Several of the driving forces in the effort to make Oregon more sustainable met Thursday for the fourth annual Oregon Campus Compact Civic Engagement in Sustainability awards.
Among the seven recipients was Portland State student Heather Spalding, who won the Faith Gabelnick Student Leadership award. Spalding works as Portland State Campus Sustainability Office Manager Noelle Studer-Spevak’s assistant and is also a driving force behind the Environmental Club.
“I feel like I’ve been working really hard on a lot of different projects over time, and PSU is so big that at times I wonder what I am doing and if it’s making an impact even though I am working every day as hard as I can and I really care,” Spalding said shortly before receiving her award. “But to get an award, I guess it’s nice to get appreciation and understand that other people do see the results of what I am doing, so it’s been really rewarding.”
The many projects Spalding has been involved with include helping develop Portland State’s eco-wiki Web site, helping create a new zine for incoming freshmen, working with ASPSU senator Brendan Castricano to create the Green Fund initiative and working to reduce bottled water consumption on campus.
The day started out at the Multnomah County Central Library, where Spalding joined fellow recipients Robin Morris Collin, Brook Muller, Briana Orr, Michelle LaPierre, Carrie Wittmer and Jesse Hough on a panel discussing issues relating to sustainability.
“My classes are a constituency for sustainability,” said Collin, a Willamette University professor who was the first law professor to teach sustainability. “If we do not attend to that constituency, people might start to think that sustainability is brainwashing. We cannot have sustainability that is unjust.”
Much of the panel discussion revolved around how to engage the community at large in the issues surrounding green life.
“We’ve been doing the ‘do it’ side of sustainability since 1960,” said Wittmer, a professor at the Oregon Institute of Technology.
She mentioned that OIT is heated with geothermal energy, even though she said few on OIT’s rural Klamath Falls campus would mourn if its recycling program were to suddenly disappear.
Oregon Campus Compact, now in its 20th year, counts Dean Marvin Kaiser as one of its founders. ORCC, as the organization is known, is a statewide collection of colleges and universities with the goal of promoting civic and community engagement as a core educational approach to the development of students as citizens and leaders.
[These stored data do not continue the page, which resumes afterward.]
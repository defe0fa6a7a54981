use crate::genome::Genotype;

/// One simulated individual as captured in a population snapshot.
///
/// Besides the genotype, an individual carries its position on the
/// landscape, the environmental value of each landscape layer at that
/// position, and one phenotype value per trait. Records are read-only once
/// built; use the accessors to inspect them.
#[derive(Debug, Clone, PartialEq)]
pub struct Individual {
    /// Identifier, unique within a snapshot
    id: u64,
    genotype: Genotype,
    x: f64,
    y: f64,
    /// One value per environmental layer, in layer order
    env: Vec<f64>,
    /// One value per trait, in trait order
    phenotype: Vec<f64>,
}

impl Individual {
    /// Create a new individual without phenotype values.
    pub fn new(id: u64, genotype: Genotype, location: (f64, f64), env: Vec<f64>) -> Self {
        Self {
            id,
            genotype,
            x: location.0,
            y: location.1,
            env,
            phenotype: Vec::new(),
        }
    }

    /// Attach per-trait phenotype values.
    pub fn with_phenotype(mut self, phenotype: Vec<f64>) -> Self {
        self.phenotype = phenotype;
        self
    }

    #[inline]
    pub fn id(&self) -> u64 {
        self.id
    }

    #[inline]
    pub fn genotype(&self) -> &Genotype {
        &self.genotype
    }

    #[inline]
    pub fn x(&self) -> f64 {
        self.x
    }

    #[inline]
    pub fn y(&self) -> f64 {
        self.y
    }

    /// Return `(x, y)`.
    #[inline]
    pub fn location(&self) -> (f64, f64) {
        (self.x, self.y)
    }

    /// Environmental values, one per landscape layer.
    #[inline]
    pub fn env(&self) -> &[f64] {
        &self.env
    }

    /// Phenotype values, one per trait. Empty if the simulator recorded none.
    #[inline]
    pub fn phenotype(&self) -> &[f64] {
        &self.phenotype
    }

    /// Phenotype value for a single trait.
    pub fn trait_value(&self, trait_idx: usize) -> Option<f64> {
        self.phenotype.get(trait_idx).copied()
    }
}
Emily Gillilard is the organization’s executive director.
“We provide resources around the state to help higher education organizations connect with their communities,” Gillilard said.
She said that unlike normal awards ceremonies where recipients gather at a dinner or cocktail party to pick up their award, ORCC aims at using the opportunity that a gathering of talented individuals presents.
“We wanted to make sure we could take advantage of the great minds that come to these events,” Gillilard said. “Ideally there might be sharing of information on a really basic level. Let’s see what can we learn from each other.”
Gillilard said that this year ORCC received nominations from 11 different institutions, including two- and four-year public and private schools. Past winners and experts judge the four categories, which aside from the student leadership category include faculty awards, an innovation award and a community partner award.
After the panel discussion, the festivities continued at the Ace Hotel, where Gillilard handed out certificates and tote bags full of goodies.
“It truly is an extraordinary time in the life of campus community,” she said before acknowledging each winner individually. “We hope that every community benefits from having a college or university in their midst.”